12 Cochran’s Q Test

Author

Affiliations

Gabriel Odom

Florida International University

Robert Stempel College of Public Health and Social Work

# install.packages("public.ctn0094extra")
# install.packages("tidyverse")
library(public.ctn0094data)
library(public.ctn0094extra)
library(CTNote)
library(tidyverse)

12.1 Introduction to the Cochran’s \(Q\) Test

An extension of McNemar’s Test (a non-parametric test used to analyze dichotomous data (in a 2 x 2) for paired samples) is Cochran’s \(Q\) Test, which is a non-parametric test to analyze dichotomous data in a repeated measures design. Whereas McNemar’s Test would look at a binary outcome for the same individuals measured at only two time points, Cochran’s \(Q\) Test deals with binary outcomes for the same individuals at three or more time points. The test requires one nominal dependent variable with 2 categories, and one independent variable with 3 or more dependent, mutually exclusive, groups. Common data examples include presence/absence of a condition for a single individual at various time points in treatment, or positive/negative results for a single individual from various potentially-competing assessment instruments. It can also be used to evaluate “inter-observer variability” (where different judges of the same event/phenomenon measure success or failure) or “inter-instrument/concurrent validity” (where multiple instruments applied to the same subject measure success or failure).

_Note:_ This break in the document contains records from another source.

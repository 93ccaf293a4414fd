// src/decision_parser.rs
// Best-effort extraction of a Decision from whatever text the model returned.
use log::{debug, warn};
use serde::Deserialize;
use serde_json::Value;

use crate::types::{Decision, TradeAction};

pub const REASONING_PREVIEW_CHARS: usize = 200;
pub const PARSE_FAILURE_REASONING: &str = "Failed to parse GPT response as JSON.";
/// Used when the object decodes but carries no usable confidence.
pub const MISSING_CONFIDENCE: u8 = 50;

/// How the reply was turned into a decision.
#[derive(Debug, Clone, Copy, PartialEq, Eq)]
pub enum ParseOutcome {
    /// A JSON object was found and decoded.
    Clean,
    /// No `{` ... `}` pair in the reply.
    NoBraces,
    /// A brace pair was found but its contents are not a JSON object.
    InvalidJson,
}

impl ParseOutcome {
    pub fn fallback_confidence(&self) -> Option<u8> {
        match self {
            ParseOutcome::Clean => None,
            ParseOutcome::NoBraces => Some(50),
            ParseOutcome::InvalidJson => Some(30),
        }
    }
}

#[derive(Debug, Clone, PartialEq)]
pub struct ParsedDecision {
    pub decision: Decision,
    pub outcome: ParseOutcome,
}

// Every field is optional and loosely typed; coercion happens afterwards.
#[derive(Deserialize, Debug)]
struct RawDecision {
    decision: Option<Value>,
    confidence: Option<Value>,
    entry_price: Option<Value>,
    stop_loss: Option<Value>,
    take_profit: Option<Value>,
    reasoning: Option<Value>,
}

fn as_number(value: &Option<Value>) -> Option<f64> {
    match value {
        Some(Value::Number(n)) => n.as_f64(),
        Some(Value::String(s)) => s.trim().parse::<f64>().ok(),
        _ => None,
    }
}

fn coerce_confidence(value: &Option<Value>) -> u8 {
    match as_number(value) {
        Some(c) if c.is_finite() => c.round().clamp(0.0, 100.0) as u8,
        _ => MISSING_CONFIDENCE,
    }
}

fn coerce_action(value: &Option<Value>) -> TradeAction {
    let text = match value {
        Some(Value::String(s)) => s.as_str(),
        _ => return TradeAction::StayOut,
    };
    TradeAction::from_model_text(text).unwrap_or_else(|| {
        warn!("🧠 Unrecognized decision '{}', treating as stay_out", text);
        TradeAction::StayOut
    })
}

impl From<RawDecision> for Decision {
    fn from(raw: RawDecision) -> Self {
        let reasoning = match raw.reasoning {
            Some(Value::String(s)) => s,
            Some(Value::Null) | None => String::new(),
            Some(other) => other.to_string(),
        };
        Decision {
            decision: coerce_action(&raw.decision),
            confidence: coerce_confidence(&raw.confidence),
            entry_price: as_number(&raw.entry_price),
            stop_loss: as_number(&raw.stop_loss),
            take_profit: as_number(&raw.take_profit),
            reasoning,
        }
    }
}

fn preview(text: &str) -> String {
    let mut chars = text.chars();
    let head: String = chars.by_ref().take(REASONING_PREVIEW_CHARS).collect();
    if chars.next().is_some() {
        format!("{}...", head)
    } else {
        head
    }
}

/// Pure extraction: the decoded decision, or why there is none.
pub fn extract_decision(text: &str) -> Result<Decision, ParseOutcome> {
    let (start, end) = match (text.find('{'), text.rfind('}')) {
        (Some(start), Some(end)) => (start, end),
        _ => return Err(ParseOutcome::NoBraces),
    };
    if end < start {
        return Err(ParseOutcome::InvalidJson);
    }

    let candidate = &text[start..=end];
    match serde_json::from_str::<RawDecision>(candidate) {
        Ok(raw) => Ok(raw.into()),
        Err(e) => {
            debug!("🧠 JSON decode failed: {}", e);
            Err(ParseOutcome::InvalidJson)
        }
    }
}

/// Always yields a decision, falling back to `stay_out` with a confidence
/// that tells which kind of failure happened.
pub fn parse_decision(text: &str) -> ParsedDecision {
    match extract_decision(text) {
        Ok(decision) => ParsedDecision {
            decision,
            outcome: ParseOutcome::Clean,
        },
        Err(outcome) => {
            let confidence = outcome.fallback_confidence().unwrap_or(MISSING_CONFIDENCE);
            let reasoning = match outcome {
                ParseOutcome::NoBraces => preview(text),
                _ => PARSE_FAILURE_REASONING.to_string(),
            };
            warn!("🧠 Model reply not usable ({:?}), falling back to stay_out", outcome);
            ParsedDecision {
                decision: Decision::stay_out(confidence, reasoning),
                outcome,
            }
        }
    }
}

12.2 Mathematical definition of Cochran’s \(Q\) Test

Consider binary repeated measured data for \(n\) observations; the observations come from one group under three or more conditions (e.g. “time period 1”, “time period 2”, “time period 3”, or “instrument 1” vs. “instrument 2” vs. “instrument 3”), the samples are treated with some treatment within equally across each condition, and the outcome of interest is dichotomous (such as “success” or “failure”, 1 vs. 0). The data then can be “wrangled” into a form that looks like this:

eg_df <- tibble(
  SubjectID = c("Bob", "Larry", "Junior", "Archibald", "Lunt"),
  test1 = c(0L, 1L, 1L, 0L, 0L),
  test2 = c(0L, 1L, 1L, 0L, 1L),
  test3 = c(1L, 1L, 1L, 0L, 1L)
)

knitr::kable(eg_df)

SubjectID	test1	test2	test3
Bob	0	0	1
Larry	1	1	1
Junior	1	1	1
Archibald	0	0	0
Lunt	0	1	1

This is a simple example, but notice the structure of the data:

There are \(B = 5\) “blocks” (subjects, organisms, experimental units, etc.)
There are \(K = 3\) “experiments” (treatments, assessments, time points, exams, interviews, instruments, etc.)
The outcome of each “experiment” for each “block” is only ever binary (True/False, success/failure, presence/absence, etc.)
This data is in a \(B \times K\) matrix.

Before we define the test statistic, we need some mathematical notation. Let \(S(X_b)\) be the row sum for row \(b \in 1, \ldots, B\) of the binary data matrix \(X\). Similarly let \(S(X_k)\) be the column sum for column \(k \in 1, \ldots, K\) of the binary data matrix \(X\). Finally, we define \(N := S(X)\) be the sum of all rows and columns. Using this notation, the formula for the test statistic is as follows:

\[ \chi^{2}_{\text{Obs}} := k(k - 1) \times \frac{ \sum\limits_{k = 1}^K \left[ S(X_k) -N/k \right]^2 }{ \sum\limits_{b = 1}^B S(X_b) \left( k - S(X_b) \right) }, \]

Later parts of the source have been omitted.